* EXERCISE BRIEF:
The records below must be copied in full, exactly as they read.

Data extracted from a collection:
+ + + +
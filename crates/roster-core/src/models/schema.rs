//! Desired schema for the mirrored tables

use std::collections::BTreeMap;
use std::path::Path;

use serde::{Deserialize, Serialize};
use serde_json::json;

use super::field::{FieldSpec, FieldType};
use crate::{Error, Result};

pub const USERS_TABLE: &str = "Users";
pub const CHANNELS_TABLE: &str = "Channels";
pub const TASKS_TABLE: &str = "Tasks";

/// Link column on Channels pointing at Users records.
pub const CHANNEL_MEMBERS_LINK_FIELD: &str = "Users";

/// Field specs per table name, in creation order.
///
/// The first spec of each table becomes its primary column when the table is
/// created, so it must be a text kind.
#[derive(Debug, Clone, PartialEq, Serialize, Deserialize)]
#[serde(transparent)]
pub struct SchemaSet {
    tables: BTreeMap<String, Vec<FieldSpec>>,
}

impl SchemaSet {
    /// Load a schema file shaped like `{"Users": [{"name": ..., "type": ...}], ...}`.
    ///
    /// Tables absent from the file keep their built-in specs.
    pub fn load_from_path(path: &Path) -> Result<Self> {
        let raw = std::fs::read_to_string(path)?;
        Self::parse(&raw)
    }

    pub fn parse(raw: &str) -> Result<Self> {
        let overrides: BTreeMap<String, Vec<FieldSpec>> = serde_json::from_str(raw)?;
        let mut schema = Self::default();
        for (table, specs) in overrides {
            if specs.is_empty() {
                return Err(Error::InvalidInput(format!(
                    "schema for table {table} must declare at least one field"
                )));
            }
            schema.tables.insert(table, specs);
        }
        schema.validate()?;
        Ok(schema)
    }

    /// Specs for a table, empty when the table is unknown.
    #[must_use]
    pub fn fields(&self, table: &str) -> &[FieldSpec] {
        self.tables.get(table).map_or(&[], Vec::as_slice)
    }

    pub fn table_names(&self) -> impl Iterator<Item = &str> {
        self.tables.keys().map(String::as_str)
    }

    fn validate(&self) -> Result<()> {
        for required in [USERS_TABLE, CHANNELS_TABLE, TASKS_TABLE] {
            let Some(primary) = self.fields(required).first() else {
                return Err(Error::InvalidInput(format!(
                    "schema is missing table {required}"
                )));
            };
            if !matches!(
                primary.field_type,
                FieldType::SingleLineText | FieldType::MultilineText | FieldType::Email
            ) {
                return Err(Error::InvalidInput(format!(
                    "primary field {} of table {required} must be a text field",
                    primary.name
                )));
            }
        }
        Ok(())
    }
}

impl Default for SchemaSet {
    fn default() -> Self {
        let mut tables = BTreeMap::new();
        tables.insert(USERS_TABLE.to_string(), users_fields());
        tables.insert(CHANNELS_TABLE.to_string(), channels_fields());
        tables.insert(TASKS_TABLE.to_string(), tasks_fields());
        Self { tables }
    }
}

/// Spec for the Channels → Users link column, created once both tables exist.
#[must_use]
pub fn members_link_spec(users_table_id: &str) -> FieldSpec {
    FieldSpec::new(CHANNEL_MEMBERS_LINK_FIELD, FieldType::MultipleRecordLinks)
        .with_options(json!({ "linkedTableId": users_table_id }))
}

fn text(name: &str) -> FieldSpec {
    FieldSpec::new(name, FieldType::SingleLineText)
}

fn checkbox(name: &str) -> FieldSpec {
    FieldSpec::new(name, FieldType::Checkbox)
        .with_options(json!({ "icon": "check", "color": "greenBright" }))
}

fn integer(name: &str) -> FieldSpec {
    FieldSpec::new(name, FieldType::Number).with_options(json!({ "precision": 0 }))
}

fn timestamp(name: &str) -> FieldSpec {
    FieldSpec::new(name, FieldType::DateTime).with_options(json!({
        "timeZone": "utc",
        "dateFormat": { "name": "iso" },
        "timeFormat": { "name": "24hour" }
    }))
}

fn users_fields() -> Vec<FieldSpec> {
    let roles = [
        "Bot",
        "Owner",
        "Primary Owner",
        "Restricted",
        "Ultra Restricted",
        "Admin",
    ]
    .iter()
    .map(|name| json!({ "name": name }))
    .collect::<Vec<_>>();

    vec![
        text("Id"),
        text("Display Name"),
        text("Real Name"),
        FieldSpec::new("Email", FieldType::Email),
        timestamp("Updated"),
        integer("Num Channels"),
        checkbox("Is Active"),
        FieldSpec::new("Role", FieldType::MultipleSelects)
            .with_options(json!({ "choices": roles })),
    ]
}

fn channels_fields() -> Vec<FieldSpec> {
    vec![
        text("Id"),
        text("Name"),
        FieldSpec::new("Topic", FieldType::MultilineText),
        FieldSpec::new("Purpose", FieldType::MultilineText),
        checkbox("Is Private"),
        checkbox("Is Archived"),
        text("Creator Id"),
        timestamp("Created"),
        integer("Num Members"),
    ]
}

fn tasks_fields() -> Vec<FieldSpec> {
    vec![
        text("Id"),
        checkbox("Is Manual"),
        integer("Num of additions"),
        integer("Num of updates"),
        integer("Num of deletions"),
        timestamp("Update Time"),
    ]
}
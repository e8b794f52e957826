use crate::commands::common::{open_mirror, GlobalPaths};
use crate::error::CliError;

pub async fn run_bootstrap(paths: &GlobalPaths) -> Result<(), CliError> {
    let mirror = open_mirror(paths).await?;
    for snapshot in mirror.snapshots().await {
        println!(
            "{} ({}): {} fields",
            snapshot.name(),
            snapshot.table_id(),
            snapshot.schema().fields.len()
        );
    }
    Ok(())
}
+ + + +
* COMPLETED TASK:
filename crates/roster-core/src/models/schema.rs
//! Desired schema for the mirrored tables

use std::collections::BTreeMap;
use std::path::Path;

use serde::{Deserialize, Serialize};
use serde_json::json;

use super::field::{FieldSpec, FieldType};
use crate::{Error, Result};

pub const USERS_TABLE: &str = "Users";
pub const CHANNELS_TABLE: &str = "Channels";
pub const TASKS_TABLE: &str = "Tasks";

/// Link column on Channels pointing at Users records.
pub const CHANNEL_MEMBERS_LINK_FIELD: &str = "Users";

/// Field specs per table name, in creation order.
///
/// The first spec of each table becomes its primary column when the table is
/// created, so it must be a text kind.
#[derive(Debug, Clone, PartialEq, Serialize, Deserialize)]
#[serde(transparent)]
pub struct SchemaSet {
    tables: BTreeMap<String, Vec<FieldSpec>>,
}

impl SchemaSet {
    /// Load a schema file shaped like `{"Users": [{"name": ..., "type": ...}], ...}`.
    ///
    /// Tables absent from the file keep their built-in specs.
    pub fn load_from_path(path: &Path) -> Result<Self> {
        let raw = std::fs::read_to_string(path)?;
        Self::parse(&raw)
    }

    pub fn parse(raw: &str) -> Result<Self> {
        let overrides: BTreeMap<String, Vec<FieldSpec>> = serde_json::from_str(raw)?;
        let mut schema = Self::default();
        for (table, specs) in overrides {
            if specs.is_empty() {
                return Err(Error::InvalidInput(format!(
                    "schema for table {table} must declare at least one field"
                )));
            }
            schema.tables.insert(table, specs);
        }
        schema.validate()?;
        Ok(schema)
    }

    /// Specs for a table, empty when the table is unknown.
    #[must_use]
    pub fn fields(&self, table: &str) -> &[FieldSpec] {
        self.tables.get(table).map_or(&[], Vec::as_slice)
    }

    pub fn table_names(&self) -> impl Iterator<Item = &str> {
        self.tables.keys().map(String::as_str)
    }

    fn validate(&self) -> Result<()> {
        for required in [USERS_TABLE, CHANNELS_TABLE, TASKS_TABLE] {
            let Some(primary) = self.fields(required).first() else {
                return Err(Error::InvalidInput(format!(
                    "schema is missing table {required}"
                )));
            };
            if !matches!(
                primary.field_type,
                FieldType::SingleLineText | FieldType::MultilineText | FieldType::Email
            ) {
                return Err(Error::InvalidInput(format!(
                    "primary field {} of table {required} must be a text field",
                    primary.name
                )));
            }
        }
        Ok(())
    }
}

impl Default for SchemaSet {
    fn default() -> Self {
        let mut tables = BTreeMap::new();
        tables.insert(USERS_TABLE.to_string(), users_fields());
        tables.insert(CHANNELS_TABLE.to_string(), channels_fields());
        tables.insert(TASKS_TABLE.to_string(), tasks_fields());
        Self { tables }
    }
}

/// Spec for the Channels → Users link column, created once both tables exist.
#[must_use]
pub fn members_link_spec(users_table_id: &str) -> FieldSpec {
    FieldSpec::new(CHANNEL_MEMBERS_LINK_FIELD, FieldType::MultipleRecordLinks)
        .with_options(json!({ "linkedTableId": users_table_id }))
}

fn text(name: &str) -> FieldSpec {
    FieldSpec::new(name, FieldType::SingleLineText)
}

fn checkbox(name: &str) -> FieldSpec {
    FieldSpec::new(name, FieldType::Checkbox)
        .with_options(json!({ "icon": "check", "color": "greenBright" }))
}

fn integer(name: &str) -> FieldSpec {
    FieldSpec::new(name, FieldType::Number).with_options(json!({ "precision": 0 }))
}

fn timestamp(name: &str) -> FieldSpec {
    FieldSpec::new(name, FieldType::DateTime).with_options(json!({
        "timeZone": "utc",
        "dateFormat": { "name": "iso" },
        "timeFormat": { "name": "24hour" }
    }))
}

fn users_fields() -> Vec<FieldSpec> {
    let roles = [
        "Bot",
        "Owner",
        "Primary Owner",
        "Restricted",
        "Ultra Restricted",
        "Admin",
    ]
    .iter()
    .map(|name| json!({ "name": name }))
    .collect::<Vec<_>>();

    vec![
        text("Id"),
        text("Display Name"),
        text("Real Name"),
        FieldSpec::new("Email", FieldType::Email),
        timestamp("Updated"),
        integer("Num Channels"),
        checkbox("Is Active"),
        FieldSpec::new("Role", FieldType::MultipleSelects)
            .with_options(json!({ "choices": roles })),
    ]
}

fn channels_fields() -> Vec<FieldSpec> {
    vec![
        text("Id"),
        text("Name"),
        FieldSpec::new("Topic", FieldType::MultilineText),
        FieldSpec::new("Purpose", FieldType::MultilineText),
        checkbox("Is Private"),
        checkbox("Is Archived"),
        text("Creator Id"),
        timestamp("Created"),
        integer("Num Members"),
    ]
}

fn tasks_fields() -> Vec<FieldSpec> {
    vec![
        text("Id"),
        checkbox("Is Manual"),
        integer("Num of additions"),
        integer("Num of updates"),
        integer("Num of deletions"),
        timestamp("Update Time"),
    ]
}
repository e8b794f52e957826
use crate::commands::common::{open_mirror, GlobalPaths};
use crate::error::CliError;

pub async fn run_bootstrap(paths: &GlobalPaths) -> Result<(), CliError> {
    let mirror = open_mirror(paths).await?;
    for snapshot in mirror.snapshots().await {
        println!(
            "{} ({}): {} fields",
            snapshot.name(),
            snapshot.table_id(),
            snapshot.schema().fields.len()
        );
    }
    Ok(())
}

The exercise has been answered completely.